I power voted a couple of hours ago and am worn out. Hope it helps. :chili:


----------



## michellerobison (Dec 17, 2009)

Snowbody said:


> I power voted a couple of hours ago and am worn out. Hope it helps. :chili:


 Thanks so much! I know how much you've voted so much!


----------



## michellerobison (Dec 17, 2009)

echo,echo,echo? Any body out there?


----------



## michellerobison (Dec 17, 2009)

Sasha is helping mommy vote.


----------



## michellerobison (Dec 17, 2009)

Well Sasha and I are going to bed,the voting is closed so we'll have to see how it ends. Thanks everyone for voting so much and so hard.:wub:


----------



## michellerobison (Dec 17, 2009)

Thanks everyone that voted.:wub:We did all we could do ,now we wait w/ baited breath to see the results.

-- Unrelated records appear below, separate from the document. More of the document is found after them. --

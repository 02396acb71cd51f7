// kiln-core/src/build/env.rs
//
// Sanitized environment for build and test steps. Only a short keep-list of
// host variables survives; everything a build tool searches (PATH, flags,
// pkg-config, cmake, Go caches) is rebuilt from the dependency prefixes.

use std::collections::BTreeMap;
use std::env;
use std::path::{Path, PathBuf};

use kiln_common::config::Config;
use kiln_common::error::{KilnError, Result};
use tracing::{debug, trace};

/// Host variables passed through unchanged.
const ENV_VARS_TO_KEEP: &[&str] = &[
    "USER",
    "LOGNAME",
    "TERM",
    "LANG",
    "LC_ALL",
    "TZ",
    "SSL_CERT_FILE",
    "SSL_CERT_DIR",
    "HTTP_PROXY",
    "HTTPS_PROXY",
    "NO_PROXY",
    "http_proxy",
    "https_proxy",
    "no_proxy",
];

const SYSTEM_PATH: &[&str] = &["/usr/bin", "/bin", "/usr/sbin", "/sbin"];

/// Where a step runs: scratch space for `HOME` and `TMPDIR`, plus the
/// directory `{prefix}` resolves to.
#[derive(Debug, Clone)]
pub struct SandboxPaths {
    pub home: PathBuf,
    pub tmp: PathBuf,
    pub prefix: PathBuf,
}

#[derive(Debug, Clone)]
pub struct BuildEnvironment {
    vars: BTreeMap<String, String>,
    path_dirs: Vec<PathBuf>,
}

impl BuildEnvironment {
    /// Environment for install steps. Dependency prefixes come first on every
    /// search path, in the order given.
    pub fn for_build(
        config: &Config,
        paths: &SandboxPaths,
        dep_prefixes: &[PathBuf],
    ) -> Result<Self> {
        Self::assemble(env::vars(), config, paths, &[], dep_prefixes)
    }

    /// Environment for test steps: the installed keg's `bin` and `sbin`
    /// precede everything else.
    pub fn for_test(
        config: &Config,
        paths: &SandboxPaths,
        keg: &Path,
        dep_prefixes: &[PathBuf],
    ) -> Result<Self> {
        let own = [keg.join("bin"), keg.join("sbin")];
        Self::assemble(env::vars(), config, paths, &own, dep_prefixes)
    }

    pub(crate) fn assemble(
        host: impl IntoIterator<Item = (String, String)>,
        config: &Config,
        paths: &SandboxPaths,
        leading_dirs: &[PathBuf],
        dep_prefixes: &[PathBuf],
    ) -> Result<Self> {
        let mut vars = BTreeMap::new();
        for (key, value) in host {
            if ENV_VARS_TO_KEEP.contains(&key.as_str()) || key.starts_with("LC_") {
                trace!("Keeping env var: {}", key);
                vars.insert(key, value);
            }
        }

        // PATH: leading dirs, dependency bin/sbin, shared prefix, system.
        let mut path_dirs: Vec<PathBuf> = leading_dirs.to_vec();
        for dep in dep_prefixes {
            path_dirs.push(dep.join("bin"));
            path_dirs.push(dep.join("sbin"));
        }
        path_dirs.push(config.prefix_dir().join("bin"));
        path_dirs.push(config.prefix_dir().join("sbin"));
        path_dirs.extend(SYSTEM_PATH.iter().map(PathBuf::from));
        let mut seen = Vec::with_capacity(path_dirs.len());
        path_dirs.retain(|dir| {
            if seen.contains(dir) {
                false
            } else {
                seen.push(dir.clone());
                true
            }
        });
        vars.insert("PATH".to_string(), join_paths("PATH", &path_dirs)?);

        let home = paths.home.to_string_lossy().into_owned();
        let tmp = paths.tmp.to_string_lossy().into_owned();
        vars.insert("HOME".to_string(), home.clone());
        vars.insert("TMPDIR".to_string(), tmp.clone());
        vars.insert("TMP".to_string(), tmp.clone());
        vars.insert("TEMP".to_string(), tmp);
        vars.insert("XDG_CACHE_HOME".to_string(), format!("{home}/.cache"));

        // Go keeps module and build caches under HOME unless told otherwise.
        vars.insert("GOPATH".to_string(), format!("{home}/go"));
        vars.insert("GOCACHE".to_string(), format!("{home}/.cache/go-build"));
        vars.insert("GOTOOLCHAIN".to_string(), "local".to_string());

        let include_dirs: Vec<String> = dep_prefixes
            .iter()
            .map(|p| p.join("include"))
            .filter(|p| p.is_dir())
            .map(|p| format!("-I{}", p.display()))
            .collect();
        let lib_dirs: Vec<String> = dep_prefixes
            .iter()
            .map(|p| p.join("lib"))
            .filter(|p| p.is_dir())
            .map(|p| format!("-L{}", p.display()))
            .collect();
        if !include_dirs.is_empty() {
            vars.insert("CPPFLAGS".to_string(), include_dirs.join(" "));
        }
        if !lib_dirs.is_empty() {
            vars.insert("LDFLAGS".to_string(), lib_dirs.join(" "));
        }

        let mut pkg_config_dirs = Vec::new();
        for dep in dep_prefixes {
            pkg_config_dirs.push(dep.join("lib/pkgconfig"));
            pkg_config_dirs.push(dep.join("share/pkgconfig"));
        }
        set_path_list_var(&mut vars, "PKG_CONFIG_PATH", &pkg_config_dirs)?;
        set_path_list_var(&mut vars, "CMAKE_PREFIX_PATH", dep_prefixes)?;

        vars.insert("MAKEFLAGS".to_string(), format!("-j{}", config.jobs.max(1)));
        vars.insert(
            "KILN_PREFIX".to_string(),
            config.prefix_dir().to_string_lossy().into_owned(),
        );
        vars.insert(
            "KILN_FORMULA_PREFIX".to_string(),
            paths.prefix.to_string_lossy().into_owned(),
        );

        debug!("Build PATH: {}", vars["PATH"]);
        Ok(Self { vars, path_dirs })
    }

    pub fn vars(&self) -> &BTreeMap<String, String> {
        &self.vars
    }

    pub fn get_var(&self, key: &str) -> Option<&str> {
        self.vars.get(key).map(String::as_str)
    }

    pub fn path_dirs(&self) -> &[PathBuf] {
        &self.path_dirs
    }

    /// Layers step-specific variables over the base environment.
    pub fn with_overrides(&self, overrides: &BTreeMap<String, String>) -> BTreeMap<String, String> {
        let mut vars = self.vars.clone();
        vars.extend(overrides.iter().map(|(k, v)| (k.clone(), v.clone())));
        vars
    }

    /// Looks `program` up on this environment's PATH. Paths containing a
    /// separator are resolved against `cwd` instead.
    pub fn resolve_program(&self, program: &str, cwd: &Path) -> Result<PathBuf> {
        which::which_in(program, self.get_var("PATH"), cwd).map_err(|e| {
            debug!("Lookup of '{}' failed: {}", program, e);
            KilnError::NotFound(program.to_string())
        })
    }
}

fn join_paths(name: &str, dirs: &[PathBuf]) -> Result<String> {
    env::join_paths(dirs)
        .map_err(|e| KilnError::Generic(format!("Failed to join {name}: {e}")))?
        .into_string()
        .map_err(|s| KilnError::Generic(format!("{name} contains non-UTF8 characters: {s:?}")))
}

/// Sets `name` to the existing directories among `dirs`, or leaves it unset.
fn set_path_list_var(
    vars: &mut BTreeMap<String, String>,
    name: &str,
    dirs: &[PathBuf],
) -> Result<()> {
    let existing: Vec<PathBuf> = dirs.iter().filter(|p| p.is_dir()).cloned().collect();
    if !existing.is_empty() {
        vars.insert(name.to_string(), join_paths(name, &existing)?);
    }
    Ok(())
}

I know the fluffs thank you!:aktion033:


----------



## uniquelovdolce (Mar 10, 2010)

i voted my usual votes yesterday early mornig , i hoped all i voted helped cause boy i never voted so much for something in my life, when will we know the results?


----------



## michellerobison (Dec 17, 2009)

Should know by tomorrow I'd think.
I know so many voted a lot and power voted too.
We all did what we could and I am so happy that so many cared enough to put effort into this cause! I know it was a long hard road and hard to find time to vote a lot.
YOU ALL ROCK!!!!!!:chili::chili::chili::chili::chili::chili::chili::chili::chili::chili::chili::chili::chili::chili::chili:


----------



## michellerobison (Dec 17, 2009)

Shelter vote results will be Weds,22nd...cross your paws.....


----------